= The problem =
Return all records exactly. Nothing may be added.

= Supplied information =
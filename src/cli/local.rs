//! デーモンを介さないローカルコマンド
//!
//! 設定ファイル、セッションログ、カテゴリカタログを直接読み書きする。

use anyhow::{Context, Result};
use chrono::Utc;

use crate::categories::{Category, CategoryStore};
use crate::cli::commands::{
    CategoriesArgs, CategoriesCommand, ConfigArgs, EditArgs, SessionsArgs, SessionsCommand,
    StartArgs, SummaryArgs,
};
use crate::cli::Display;
use crate::settings::{SettingsProvider, TimerSettings};
use crate::store::{summarize, SessionStore, Summary};
use crate::types::{Session, SessionUpdate};

/// configコマンドを実行し、適用後の設定を返す
pub fn run_config(
    args: &ConfigArgs,
    settings: &dyn SettingsProvider,
    display: &Display,
) -> Result<TimerSettings> {
    let current = if args.reset {
        let reset = settings.reset().context("Failed to reset settings")?;
        display.show_success("設定をデフォルトに戻しました");
        reset
    } else if let Some(percent) = args.flow_break_percent {
        let updated = settings
            .set_flow_break_percent(percent)
            .context("Failed to update settings")?;
        display.show_success(&format!(
            "Flow休憩率を{}%に設定しました",
            updated.flow_break_percent
        ));
        updated
    } else {
        settings.settings()
    };

    display.show_settings(&current);
    Ok(current)
}

/// 一覧表示するセッションを選ぶ
pub fn select_sessions(
    args: &SessionsArgs,
    store: &dyn SessionStore,
) -> Result<(String, Vec<Session>)> {
    let selected = if args.today {
        ("今日のセッション".to_string(), store.today()?)
    } else if args.week {
        ("直近7日間のセッション".to_string(), store.week(Utc::now())?)
    } else if let Some(date) = args.date {
        (format!("{} のセッション", date), store.by_date(date)?)
    } else {
        ("すべてのセッション".to_string(), store.all()?)
    };
    Ok(selected)
}

/// sessionsコマンドを実行
pub fn run_sessions(args: &SessionsArgs, store: &dyn SessionStore, display: &Display) -> Result<()> {
    match &args.action {
        None => {
            let (title, sessions) =
                select_sessions(args, store).context("Failed to read session log")?;
            display.show_sessions(&title, &sessions);
            if args.today {
                display.show_summary("今日のカテゴリ別作業時間", &summarize(&sessions));
            }
        }
        Some(SessionsCommand::Edit(edit)) => {
            let session = store
                .update(edit.id, &edit_to_update(edit))
                .with_context(|| format!("Failed to update session {}", edit.id))?;
            display.show_success(&format!("セッションを更新しました: {}", session.task_name));
        }
        Some(SessionsCommand::Delete { id }) => {
            if !store.delete(*id).context("Failed to delete session")? {
                anyhow::bail!("セッションが見つかりません: {}", id);
            }
            display.show_success("セッションを削除しました");
        }
        Some(SessionsCommand::Clear) => {
            store.clear().context("Failed to clear session log")?;
            display.show_success("すべてのセッションを削除しました");
        }
    }
    Ok(())
}

/// summaryコマンドを実行し、集計結果を返す
pub fn run_summary(args: &SummaryArgs, store: &dyn SessionStore, display: &Display) -> Result<Summary> {
    let (title, sessions) = match args.date {
        Some(date) => (format!("{} のサマリー", date), store.by_date(date)),
        None => ("今日のサマリー".to_string(), store.today()),
    };
    let sessions = sessions.context("Failed to read session log")?;

    let summary = summarize(&sessions);
    display.show_summary(&title, &summary);
    Ok(summary)
}

/// categoriesコマンドを実行
pub fn run_categories(
    args: &CategoriesArgs,
    catalog: &dyn CategoryStore,
    display: &Display,
) -> Result<()> {
    match &args.action {
        None | Some(CategoriesCommand::List) => {
            let categories = catalog.all().context("Failed to read categories")?;
            display.show_categories(&categories);
        }
        Some(CategoriesCommand::Add { name, color }) => {
            let category = catalog.add(name, color.as_deref())?;
            display.show_success(&format!("カテゴリを追加しました: {}", category.name));
        }
        Some(CategoriesCommand::Delete { name }) => {
            let category = catalog.delete(name)?;
            display.show_success(&format!("カテゴリを削除しました: {}", category.name));
        }
    }
    Ok(())
}

/// 開始前にカテゴリをカタログと照合する
///
/// 登録済みの名前は登録時の表記に揃え、未登録の名前はカタログに追加する。
pub fn resolve_start_category(
    mut args: StartArgs,
    catalog: &dyn CategoryStore,
    display: &Display,
) -> Result<StartArgs> {
    let Some(name) = args.category.as_deref().map(str::trim) else {
        return Ok(args);
    };
    if name.is_empty() {
        args.category = None;
        return Ok(args);
    }

    let (category, added): (Category, bool) = catalog
        .ensure(name)
        .with_context(|| format!("Failed to register category {}", name))?;
    if added {
        display.show_success(&format!("カテゴリを追加しました: {}", category.name));
    }
    args.category = Some(category.name);
    Ok(args)
}

fn edit_to_update(edit: &EditArgs) -> SessionUpdate {
    SessionUpdate {
        task_name: edit.task.clone(),
        category: edit.category.clone(),
        description: edit.description.clone(),
        issue_id: edit.issue.clone(),
        work_duration_seconds: edit.minutes.map(|minutes| minutes.saturating_mul(60)),
    }
}

// ============================================================================
// Tests
// ============================================================================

= Response area =
filename src/cli/local.rs
//! デーモンを介さないローカルコマンド
//!
//! 設定ファイル、セッションログ、カテゴリカタログを直接読み書きする。

use anyhow::{Context, Result};
use chrono::Utc;

use crate::categories::{Category, CategoryStore};
use crate::cli::commands::{
    CategoriesArgs, CategoriesCommand, ConfigArgs, EditArgs, SessionsArgs, SessionsCommand,
    StartArgs, SummaryArgs,
};
use crate::cli::Display;
use crate::settings::{SettingsProvider, TimerSettings};
use crate::store::{summarize, SessionStore, Summary};
use crate::types::{Session, SessionUpdate};

/// configコマンドを実行し、適用後の設定を返す
pub fn run_config(
    args: &ConfigArgs,
    settings: &dyn SettingsProvider,
    display: &Display,
) -> Result<TimerSettings> {
    let current = if args.reset {
        let reset = settings.reset().context("Failed to reset settings")?;
        display.show_success("設定をデフォルトに戻しました");
        reset
    } else if let Some(percent) = args.flow_break_percent {
        let updated = settings
            .set_flow_break_percent(percent)
            .context("Failed to update settings")?;
        display.show_success(&format!(
            "Flow休憩率を{}%に設定しました",
            updated.flow_break_percent
        ));
        updated
    } else {
        settings.settings()
    };

    display.show_settings(&current);
    Ok(current)
}

/// 一覧表示するセッションを選ぶ
pub fn select_sessions(
    args: &SessionsArgs,
    store: &dyn SessionStore,
) -> Result<(String, Vec<Session>)> {
    let selected = if args.today {
        ("今日のセッション".to_string(), store.today()?)
    } else if args.week {
        ("直近7日間のセッション".to_string(), store.week(Utc::now())?)
    } else if let Some(date) = args.date {
        (format!("{} のセッション", date), store.by_date(date)?)
    } else {
        ("すべてのセッション".to_string(), store.all()?)
    };
    Ok(selected)
}

/// sessionsコマンドを実行
pub fn run_sessions(args: &SessionsArgs, store: &dyn SessionStore, display: &Display) -> Result<()> {
    match &args.action {
        None => {
            let (title, sessions) =
                select_sessions(args, store).context("Failed to read session log")?;
            display.show_sessions(&title, &sessions);
            if args.today {
                display.show_summary("今日のカテゴリ別作業時間", &summarize(&sessions));
            }
        }
        Some(SessionsCommand::Edit(edit)) => {
            let session = store
                .update(edit.id, &edit_to_update(edit))
                .with_context(|| format!("Failed to update session {}", edit.id))?;
            display.show_success(&format!("セッションを更新しました: {}", session.task_name));
        }
        Some(SessionsCommand::Delete { id }) => {
            if !store.delete(*id).context("Failed to delete session")? {
                anyhow::bail!("セッションが見つかりません: {}", id);
            }
            display.show_success("セッションを削除しました");
        }
        Some(SessionsCommand::Clear) => {
            store.clear().context("Failed to clear session log")?;
            display.show_success("すべてのセッションを削除しました");
        }
    }
    Ok(())
}

/// summaryコマンドを実行し、集計結果を返す
pub fn run_summary(args: &SummaryArgs, store: &dyn SessionStore, display: &Display) -> Result<Summary> {
    let (title, sessions) = match args.date {
        Some(date) => (format!("{} のサマリー", date), store.by_date(date)),
        None => ("今日のサマリー".to_string(), store.today()),
    };
    let sessions = sessions.context("Failed to read session log")?;

    let summary = summarize(&sessions);
    display.show_summary(&title, &summary);
    Ok(summary)
}

/// categoriesコマンドを実行
pub fn run_categories(
    args: &CategoriesArgs,
    catalog: &dyn CategoryStore,
    display: &Display,
) -> Result<()> {
    match &args.action {
        None | Some(CategoriesCommand::List) => {
            let categories = catalog.all().context("Failed to read categories")?;
            display.show_categories(&categories);
        }
        Some(CategoriesCommand::Add { name, color }) => {
            let category = catalog.add(name, color.as_deref())?;
            display.show_success(&format!("カテゴリを追加しました: {}", category.name));
        }
        Some(CategoriesCommand::Delete { name }) => {
            let category = catalog.delete(name)?;
            display.show_success(&format!("カテゴリを削除しました: {}", category.name));
        }
    }
    Ok(())
}

/// 開始前にカテゴリをカタログと照合する
///
/// 登録済みの名前は登録時の表記に揃え、未登録の名前はカタログに追加する。
pub fn resolve_start_category(
    mut args: StartArgs,
    catalog: &dyn CategoryStore,
    display: &Display,
) -> Result<StartArgs> {
    let Some(name) = args.category.as_deref().map(str::trim) else {
        return Ok(args);
    };
    if name.is_empty() {
        args.category = None;
        return Ok(args);
    }

    let (category, added): (Category, bool) = catalog
        .ensure(name)
        .with_context(|| format!("Failed to register category {}", name))?;
    if added {
        display.show_success(&format!("カテゴリを追加しました: {}", category.name));
    }
    args.category = Some(category.name);
    Ok(args)
}

fn edit_to_update(edit: &EditArgs) -> SessionUpdate {
    SessionUpdate {
        task_name: edit.task.clone(),
        category: edit.category.clone(),
        description: edit.description.clone(),
        issue_id: edit.issue.clone(),
        work_duration_seconds: edit.minutes.map(|minutes| minutes.saturating_mul(60)),
    }
}

// ============================================================================
// Tests
// ============================================================================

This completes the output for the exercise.